Happy Birthday, James Baldwin and Isabelle Allende

James Baldwin
It's a double-birthday celebration today for two very different authors, James Baldwin and Isabelle Allende. 

In recognition of Baldwin's birthday, this morning I pulled a compilation of his essays called Nobody Knows My Name from my shelves and read one from 1956 titled "Faulkner and Desegregation."  William Faulkner gave a drunken interview in 1956 in which he counseled black Southerners to "go slow" when it came to pushing for desegregation if they did not want to risk losing the support of more moderate Southerners like him. Faulkner claimed that Southerners were soon enough going to recognize how "silly" their social structure looked to the rest of the world, and that they would change it on their own - without undue pressure from the Supreme Court. 


In "Faulkner and Desegregation," Baldwin takes Faulkner to task for his remarks and exposes the ludicrousness of his advice. He was particularly offended by Faulkner's choice of the word "silly" to describe the culture in which Southern blacks were living. Baldwin closes the essay with some strong words of his own:
"But the time Faulkner asks for does not exist - and he is not the only Southerner who knows it. There is never time in the future in which we will work out our salvation. The challenge is in the moment, the time is always now."
James Baldwin was born ninety-five years ago on August 2, 1924 in Manhattan and he died of stomach cancer on December 1, 1987 in France at age 63.  He was the author of numerous novels, essay collections, short stories, plays, and poems, including one of my very favorite short stories, "Sonny's Blues."  


Isabelle Allende
Isabelle Allende was born in Lima, Peru on August 2, 1942 and turns 77 today. Her father, at the time of Allende's birth, was second secretary at the Chilean embassy there, and Allende now holds American-Chilean citizenship. Her father was a first cousin to Salvador Allende, one-time Marxist president of Chile. Although the critics have not always been kind to Allende, she has won awards almost too numerous to count, including in 2018 the National Book Award called the Lifetime Achievement Award for Distinguished Contribution to American Letters.

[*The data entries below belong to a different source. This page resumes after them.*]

//! # Catalog Crate
//!
//! Domain types and SQLite storage for the workout tracker.
//!
//! ## Main Components
//!
//! - **types**: Core domain types (Workout, HistoryEntry, PlanSlot, enums)
//! - **store**: `CatalogStore`, the pooled SQLite handle with all table
//!   operations
//! - **error**: Error types for catalog access
//!
//! ## Example Usage
//!
//! ```ignore
//! use catalog::{CatalogStore, WorkoutFilter};
//!
//! let store = CatalogStore::open("fitrecs.db").await?;
//!
//! let recommendable = store
//!     .query_workouts(&WorkoutFilter::recommendable())
//!     .await?;
//! println!("{} recommendable workouts", recommendable.len());
//! ```

pub mod error;
pub mod store;
pub mod types;

// Re-export commonly used types
pub use error::{CatalogError, Result};
pub use store::{CatalogStore, ListKind};
pub use types::{
    // Type alias
    WorkoutId,
    // Enumerations
    Category,
    Equipment,
    Intensity,
    LinkStatus,
    PlanDay,
    // Workouts
    ChannelCount,
    NewWorkout,
    Workout,
    WorkoutFilter,
    WorkoutPatch,
    // History
    HistoryEntry,
    HistoryQuery,
    HistoryRecord,
    HistoryStats,
    NewHistoryEntry,
    // Planner
    NewPlanSlot,
    PlanRecord,
    PlanSlot,
    // Lists
    ListEntry,
    Playlist,
    // Helpers
    month_week_bounds,
    week_start,
};
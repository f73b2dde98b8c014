//! # Recommendation Engine
//!
//! Coordinates the whole recommendation pipeline:
//! 1. Query eligible candidates (hard filters + criteria)
//! 2. Exclude candidates inside their repeat cooldown
//! 3. Score the survivors against history and criteria
//! 4. Weighted-random selection from the top pool
//! 5. Attach a compatible warmup and cooldown (non-yoga only)
//!
//! Each request is self-contained: bounded reads plus O(candidates)
//! computation, no retries, no shared mutable state. An empty candidate
//! set is reported (`NoCandidates`) and never masked by relaxing
//! filters.

use crate::companions::{pick_companion, CompanionPair};
use crate::cooldown::cooldown_cutoff;
use crate::criteria::RecommendCriteria;
use crate::error::{RecommendError, Result};
use crate::scoring::{score_workout, ScoredCandidate};
use crate::selection::pick_weighted;
use crate::traits::{SessionHistory, WorkoutCatalog};
use catalog::{Category, Workout};
use chrono::NaiveDate;
use rand::Rng;
use serde::Serialize;
use std::fmt;
use tracing::{debug, info};

/// Pipeline stages of one request, in order. Used for instrumentation;
/// a request either runs through to `Done` or stops at the first
/// failing stage.
#[derive(Debug, Clone, Copy, PartialEq, Eq)]
pub enum Stage {
    Filtering,
    CooldownCheck,
    Scoring,
    Selecting,
    CompanionLookup,
    Done,
}

impl fmt::Display for Stage {
    fn fmt(&self, f: &mut fmt::Formatter<'_>) -> fmt::Result {
        let name = match self {
            Stage::Filtering => "filtering",
            Stage::CooldownCheck => "cooldown-check",
            Stage::Scoring => "scoring",
            Stage::Selecting => "selecting",
            Stage::CompanionLookup => "companion-lookup",
            Stage::Done => "done",
        };
        f.write_str(name)
    }
}

/// A complete recommendation: the main workout plus optional companions.
#[derive(Debug, Clone, Serialize)]
pub struct Recommendation {
    pub workout: Workout,
    pub warmup: Option<Workout>,
    pub cooldown: Option<Workout>,
    /// Score of the selected workout at selection time
    pub score: i64,
}

/// The engine itself. Generic over its storage collaborators so tests
/// can drive it with in-memory fakes; the random source is injected per
/// call for the same reason.
#[derive(Clone)]
pub struct RecommendationEngine<S> {
    store: S,
}

impl<S> RecommendationEngine<S>
where
    S: WorkoutCatalog + SessionHistory,
{
    pub fn new(store: S) -> Self {
        Self { store }
    }

    /// Recommend today's workout.
    pub async fn recommend<R: Rng>(
        &self,
        criteria: &RecommendCriteria,
        today: NaiveDate,
        rng: &mut R,
    ) -> Result<Recommendation> {
        let filter = criteria.to_filter();
        let candidates = self.store.workouts(&filter).await?;
        debug!(stage = %Stage::Filtering, count = candidates.len(), yoga = criteria.yoga, "queried candidates");

        let eligible = self.exclude_cooled_down(candidates, today).await?;
        debug!(stage = %Stage::CooldownCheck, count = eligible.len(), "after cooldown exclusion");

        let scored = self.score_all(eligible, criteria).await?;
        debug!(stage = %Stage::Scoring, count = scored.len(), "scored candidates");

        let Some(selected) = pick_weighted(scored, rng) else {
            return Err(RecommendError::NoCandidates {
                yoga: criteria.yoga,
            });
        };
        info!(
            stage = %Stage::Selecting,
            workout = %selected.workout.id,
            score = selected.score,
            "selected workout"
        );

        // Yoga sessions are self-contained; no warmup/cooldown pairing.
        let companions = if criteria.yoga || selected.workout.category == Category::Yoga {
            CompanionPair::default()
        } else {
            self.lookup_companions(&selected.workout.primary_target, rng)
                .await?
        };
        debug!(
            stage = %Stage::CompanionLookup,
            warmup = companions.warmup.as_ref().map(|w| w.id.as_str()),
            cooldown = companions.cooldown.as_ref().map(|w| w.id.as_str()),
            "companions attached"
        );

        Ok(Recommendation {
            workout: selected.workout,
            warmup: companions.warmup,
            cooldown: companions.cooldown,
            score: selected.score,
        })
    }

    /// Standalone companion lookup for an already-chosen workout. Yoga
    /// sessions get an empty pair.
    pub async fn companions_for<R: Rng>(
        &self,
        workout_id: &str,
        rng: &mut R,
    ) -> Result<CompanionPair> {
        let workout = self.store.workout(workout_id).await?;
        if workout.category == Category::Yoga {
            return Ok(CompanionPair::default());
        }
        self.lookup_companions(&workout.primary_target, rng).await
    }

    async fn exclude_cooled_down(
        &self,
        candidates: Vec<Workout>,
        today: NaiveDate,
    ) -> Result<Vec<Workout>> {
        let mut eligible = Vec::with_capacity(candidates.len());
        for workout in candidates {
            if let Some(cutoff) = cooldown_cutoff(today, workout.repeat_cooldown_days) {
                if self.store.completed_since(&workout.id, cutoff).await? {
                    debug!(workout = %workout.id, %cutoff, "excluded by cooldown");
                    continue;
                }
            }
            eligible.push(workout);
        }
        Ok(eligible)
    }

    async fn score_all(
        &self,
        eligible: Vec<Workout>,
        criteria: &RecommendCriteria,
    ) -> Result<Vec<ScoredCandidate>> {
        let mut scored = Vec::with_capacity(eligible.len());
        for workout in eligible {
            let stats = self.store.stats(&workout.id).await?;
            let score = score_workout(&workout, &stats, criteria.target.as_deref());
            scored.push(ScoredCandidate { workout, score });
        }
        Ok(scored)
    }

    async fn lookup_companions<R: Rng>(
        &self,
        target: &str,
        rng: &mut R,
    ) -> Result<CompanionPair> {
        let warmups = self.store.companion_pool(Category::Warmup, target).await?;
        let warmup = pick_companion(&warmups, rng);
        let cooldowns = self
            .store
            .companion_pool(Category::Cooldown, target)
            .await?;
        let cooldown = pick_companion(&cooldowns, rng);
        Ok(CompanionPair { warmup, cooldown })
    }
}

Her work has been translated into 30 languages and has sold more than 56 million copies.


Over the years, I have particularly enjoyed Allende's two memoirs, My Invented Country and The Sum of Our Days because she has lived an interesting life, and has managed to reinvent herself more than once.  But my overall favorite of her books is probably 2015's The Japanese Lover, and I'm pleased to own a signed copy of that one. Of Allende's twenty works of fiction, twelve of them have been published since 2000, including this year's Long Petal of the Sea. 

So let's wish a happy birthday to James Baldwin and Isabell Allende, two of the best.